Posted by Anna on February 21, 2000 at 12:52:43:

In Reply to: Re: strand below about vacancy or renewal HAVING to be signed posted by Tracy on February 21, 2000 at 10:36:10:

The classification of 'vacancy' and 'renewal' in rent stabilized leases refers to whether it is a lease with a new tenant (vacancy) or the exisitng tenant (renewal). This 1989 lease is neither; furthermore, it does not matter; this lease was court-ordered as part of the settlement. You should have her mail you photocopies/faxes of it and of all the 1989 court papers if you want to understand the complicated NY L&T rules & regs and help her long-distance.
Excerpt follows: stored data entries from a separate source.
//! # Stepflow Configuration Validator
//!
//! Loads the layered configuration for an environment, validates it, and
//! optionally builds an engine from it to confirm every provider initializes.

use anyhow::{bail, Context, Result};
use clap::{Parser, Subcommand};
use std::path::PathBuf;
use std::process;
use std::sync::Arc;
use stepflow_core::execution::ActionRegistry;
use stepflow_core::providers::HealthStatus;
use stepflow_core::{ConfigManager, OrchestrationEngine};
use tracing::{error, info, Level};
use tracing_subscriber::FmtSubscriber;

#[derive(Parser)]
#[command(name = "config-validator")]
#[command(about = "Validate Stepflow configuration files")]
#[command(version = env!("CARGO_PKG_VERSION"))]
pub struct Cli {
    /// Environment to validate (development, test, production)
    #[arg(short, long, default_value = "development")]
    environment: String,

    /// Configuration directory path (default: config)
    #[arg(short, long)]
    config_dir: Option<PathBuf>,

    /// Verbose output level (use multiple times for more verbosity)
    #[arg(short, long, action = clap::ArgAction::Count)]
    verbose: u8,

    #[command(subcommand)]
    command: Option<Commands>,
}

#[derive(Subcommand)]
pub enum Commands {
    /// Load and validate the configuration
    Validate,

    /// Print the effective configuration with secrets redacted
    Show,

    /// Build an engine from the configuration and health-check its providers
    Providers,
}

#[tokio::main]
async fn main() {
    let cli = Cli::parse();

    let level = match cli.verbose {
        0 => Level::WARN,
        1 => Level::INFO,
        2 => Level::DEBUG,
        _ => Level::TRACE,
    };
    let _subscriber = FmtSubscriber::builder()
        .with_max_level(level)
        .with_target(false)
        .try_init();

    let result = match cli.command.as_ref().unwrap_or(&Commands::Validate) {
        Commands::Validate => validate(&cli),
        Commands::Show => show(&cli),
        Commands::Providers => providers(&cli).await,
    };

    match result {
        Ok(()) => {
            info!("Configuration validation completed successfully");
            process::exit(0);
        }
        Err(e) => {
            error!("Configuration validation failed: {e:#}");
            eprintln!("❌ {e:#}");
            process::exit(1);
        }
    }
}

fn load(cli: &Cli) -> Result<Arc<ConfigManager>> {
    ConfigManager::load_from_directory_with_env(cli.config_dir.clone(), &cli.environment)
        .with_context(|| format!("loading configuration for '{}'", cli.environment))
}

fn validate(cli: &Cli) -> Result<()> {
    println!("🔧 Validating Stepflow Configuration");
    println!("Environment: {}", cli.environment);

    let manager = load(cli)?;
    let config = manager.config();
    println!("Config Directory: {}", manager.config_directory().display());
    println!("✅ Configuration loaded and validated");
    println!("   providers:        {}", config.providers.len());
    println!("   retry attempts:   {}", config.retry.max_attempts);
    println!(
        "   circuit breakers: {}",
        if config.circuit_breakers.enabled { "enabled" } else { "disabled" }
    );
    println!(
        "   rate limiting:    {}",
        if config.rate_limit.enabled {
            config.rate_limit.algorithm.as_str()
        } else {
            "disabled"
        }
    );
    Ok(())
}

fn show(cli: &Cli) -> Result<()> {
    let manager = load(cli)?;
    let rendered = serde_json::to_string_pretty(&manager.debug_config())
        .context("rendering configuration")?;
    println!("{rendered}");
    Ok(())
}

async fn providers(cli: &Cli) -> Result<()> {
    let manager = load(cli)?;
    let engine = OrchestrationEngine::from_config(manager.config(), Arc::new(ActionRegistry::new()))
        .context("building engine from configuration")?;
    engine
        .initialize()
        .await
        .context("initializing providers")?;

    let health = engine.health_check().await;
    if health.is_empty() {
        bail!("no providers configured");
    }

    let mut unhealthy = 0;
    for (name, result) in &health {
        let marker = match result.status {
            HealthStatus::Healthy => "✅",
            HealthStatus::Unhealthy => {
                unhealthy += 1;
                "❌"
            }
        };
        println!("{marker} {name}: {} ({}ms)", result.status, result.response_time_ms);
        for (dependency, check) in &result.checks {
            println!(
                "     {dependency}: {}{}",
                check.status,
                check
                    .message
                    .as_deref()
                    .map(|m| format!(" - {m}"))
                    .unwrap_or_default()
            );
        }
    }

    engine.shutdown().await.context("shutting down providers")?;

    if unhealthy > 0 {
        bail!("{unhealthy} provider(s) unhealthy");
    }
    Ok(())
}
This was handled by an attorney; it was over ten years ago;: either one of those would be enough reason for a judge to say that it is too late to do anything about it now.
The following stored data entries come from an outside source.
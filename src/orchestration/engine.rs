//! # Orchestration Engine
//!
//! Registry of named providers plus the step re-entry point. The engine holds no
//! execution state of its own: every call reads through to the provider that
//! owns the execution, and step progression is driven entirely by
//! [`OrchestrationEngine::handle_step`] calls arriving from a queue consumer or
//! the webhook handler.
//!
//! ## Lifecycle
//!
//! 1. [`OrchestrationEngine::register`] queues provider registrations
//! 2. [`OrchestrationEngine::initialize`] constructs and health-checks them
//! 3. workflow calls route to the named or default provider
//! 4. [`OrchestrationEngine::shutdown`] releases providers and clears the registry

use crate::config::{CircuitBreakerSettings, RateLimitSettings, StepflowConfig};
use crate::error::{OrchestrationError, OrchestrationResult, ValidationError};
use crate::events::{names, EventEmitter, EventPublisher, PublishedEvent};
use crate::execution::{ActionRegistry, StepContext, StepExecutor};
use crate::logging::{log_execution_operation, log_step_operation};
use crate::messaging::StepMessage;
use crate::models::{
    CompensationErrorRecord, ListExecutionsOptions, NextSteps, StepDefinition, WorkflowDefinition,
    WorkflowExecution,
};
use crate::providers::{HealthCheckResult, ProviderConfig, WorkflowProvider};
use crate::resilience::{CircuitBreakerManager, RateLimiter, RetryPolicy};
use crate::saga::compensate_in_reverse;
use crate::state_machine::{ExecutionEvent, ExecutionStatus};
use crate::utils::{Clock, SystemClock};
use parking_lot::RwLock;
use serde_json::{json, Value};
use std::collections::{BTreeMap, HashMap};
use std::sync::Arc;
use std::time::{Duration, Instant};
use tokio::sync::broadcast;
use tracing::{debug, error, info, instrument, warn};
use uuid::Uuid;

/// Why a delivered step was not run
#[derive(Debug, Clone, PartialEq, Eq)]
pub enum SkipReason {
    /// The execution already finished, failed or was cancelled
    ExecutionTerminal(ExecutionStatus),
    /// Duplicate delivery of a step that already completed
    AlreadyCompleted,
}

/// What `handle_step` did with one step message
#[derive(Debug, Clone, PartialEq)]
pub enum StepOutcome {
    /// The step completed and these steps were enqueued next
    Dispatched { next: Vec<String> },
    /// The step completed; other members of its parallel run are outstanding
    Waiting,
    /// The step completed and so did the execution
    Completed,
    /// The step was not run
    Skipped(SkipReason),
    /// The step ran but the execution became terminal meanwhile; its result was dropped
    Discarded,
    /// The step failed terminally; completed steps were compensated
    Failed {
        error: String,
        compensation_errors: Vec<CompensationErrorRecord>,
    },
}

#[derive(Debug, Default)]
struct ProviderRegistry {
    pending: Vec<(String, ProviderConfig)>,
    providers: HashMap<String, Arc<dyn WorkflowProvider>>,
    /// Registration order, for deterministic reporting
    order: Vec<String>,
    default_provider: Option<String>,
    initialized: bool,
}

/// Builder for [`OrchestrationEngine`]
pub struct OrchestrationEngineBuilder {
    actions: Arc<ActionRegistry>,
    clock: Arc<dyn Clock>,
    events: Option<Arc<dyn EventEmitter>>,
    event_channel_capacity: usize,
    retry_policy: Arc<dyn RetryPolicy>,
    circuit_breakers: CircuitBreakerSettings,
    rate_limit: RateLimitSettings,
    health_check_timeout: Duration,
}

impl OrchestrationEngineBuilder {
    pub fn new(actions: Arc<ActionRegistry>) -> Self {
        let defaults = StepflowConfig::default();
        Self {
            actions,
            clock: Arc::new(SystemClock),
            events: None,
            event_channel_capacity: defaults.engine.event_channel_capacity,
            retry_policy: defaults.retry.to_policy(),
            circuit_breakers: defaults.circuit_breakers,
            rate_limit: defaults.rate_limit,
            health_check_timeout: defaults.engine.health_check_timeout(),
        }
    }

    pub fn clock(mut self, clock: Arc<dyn Clock>) -> Self {
        self.clock = clock;
        self
    }

    /// Emit lifecycle events through `events` instead of the built-in publisher
    pub fn events(mut self, events: Arc<dyn EventEmitter>) -> Self {
        self.events = Some(events);
        self
    }

    pub fn retry_policy(mut self, policy: Arc<dyn RetryPolicy>) -> Self {
        self.retry_policy = policy;
        self
    }

    pub fn circuit_breakers(mut self, settings: CircuitBreakerSettings) -> Self {
        self.circuit_breakers = settings;
        self
    }

    pub fn rate_limit(mut self, settings: RateLimitSettings) -> Self {
        self.rate_limit = settings;
        self
    }

    pub fn health_check_timeout(mut self, timeout: Duration) -> Self {
        self.health_check_timeout = timeout;
        self
    }

    pub fn event_channel_capacity(mut self, capacity: usize) -> Self {
        self.event_channel_capacity = capacity;
        self
    }

    pub fn build(self) -> OrchestrationEngine {
        let publisher = EventPublisher::new(self.event_channel_capacity);
        let events = self
            .events
            .unwrap_or_else(|| Arc::new(publisher.clone()));
        let breakers = CircuitBreakerManager::with_clock(&self.circuit_breakers, Arc::clone(&self.clock));

        OrchestrationEngine {
            registry: RwLock::new(ProviderRegistry::default()),
            executor: StepExecutor::new(
                self.actions,
                breakers,
                self.retry_policy,
                Arc::clone(&self.clock),
            ),
            rate_limiter: RateLimiter::with_clock(Arc::clone(&self.clock)),
            rate_limit: self.rate_limit,
            publisher,
            events,
            clock: self.clock,
            health_check_timeout: self.health_check_timeout,
        }
    }
}

/// Provider-abstracted workflow orchestration
#[derive(Debug)]
pub struct OrchestrationEngine {
    registry: RwLock<ProviderRegistry>,
    executor: StepExecutor,
    rate_limiter: RateLimiter,
    rate_limit: RateLimitSettings,
    publisher: EventPublisher,
    events: Arc<dyn EventEmitter>,
    clock: Arc<dyn Clock>,
    health_check_timeout: Duration,
}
From 1989 to date, she should have been receiving the DHCR-required renewal form and riders 120-150 days before the end of each renewal term. These papers are described in the DHCR Fact Sheet on TenantNet and on the DHCR website. She can take the Dec 1998 'renewal lease papers' to DHCR's office, 25 Beaver St, 5th floor, 9:00am to 4:xxpm and have a counselor review them. She can file a complaint for failure to offer a renewal lease if they are not sufficient.

The owner-occupancy holdover proceeding:

If these 12/98 papers are not a proper renewal offer, are they legally sufficient to now refuse to renew for owner occupancy? I don't know. You can call Met Council 212.693.0550, MWF 1:30-5:00pm, if they don't know, they will refer you to a L&T attorney. Or call CWTF 212.982.5512, 2:00-5:00pm: sometimes a lawyer is available. (CWTF = City-Wide Task Force on Housing Court; fax 212.982.3036.

There are three ways that landlords lose these cases:

1. Dismissal for Legally Insufficient Predicate Notice: the non-renewal notice must be sent 1. at the time: 120-150 days before the lease term expires, 2. in the way ('service': by mail?), and 3. state what the law and the courts require. You can get a fairly good idea of these 3 elements by reading the code and some HC Decisions (search for 'owner occupancy' and again for 'Golub' in that section on TenantNet). The third element is really up to a judge but a good L&T lawyer can tell by reading the notice.

2. Dismissal for Legally Insufficient Complaint: After the lease expires, the landlord will start the actual lawsuit with a Petition/Notice of Petition. A good Tenant Attorney will read these carefully: if the landlords' attorney screws up, you win. NB: only a human being can sue for owner-occupancy, corporations/partnerships/companies/etc can't: call DHCR 718.739.6400 tomorrow, the Rent Registration History will list the owner's name.

3. On the Merits: If the landlord does not prove his case, you win. Although the burden of proof is officially on him, the tenant must be prepared to show why his claim that he intends to live there is probably not true.

As you can see, the amount of work an attorney must do to defeat this varies from a little to a lot, and so will the fee. The good news is that if the 1989 lease contains a clause that gives the landlord attorneys' fees, the tenant has a right to them also (translation: the losing party can get its fees reimbursed by the losing party, if the judge orders it; see RPL 234). Fees to expect: $150-250 per hour, $1500-2500 for dismissal before trial, more for trial, mlre for appeals. Also: these case often end in a settlement, a 'buy-out' where the landlord gives the tenant a few months and some money (taxable) to move out: your agreement with your lawyer might include a contingency for this (lawyer gets a share).


There are some tenant clinics that have lawyers in attendance (free) where your aunt could bring all (and I mean all: 1989, 1998, non-renwal notice, etc) pher papers. Others may not have lawyers, but do have very knowledgable counselors. Try these: West Side Tenants Union 212.595.1274; Chelsea Coalition 212.243.0544; VID in Greenwich Village 212.741.2994.

Finally: don't answer this in this very public forum: are you doing this because she doesn't have internet access or because she really can't quite handle her own affairs but is not totally disfunctional? If it is the latter: find out about the Guardian Ad Litem: search for that in HC Decisions and ask the tenant groups that you call.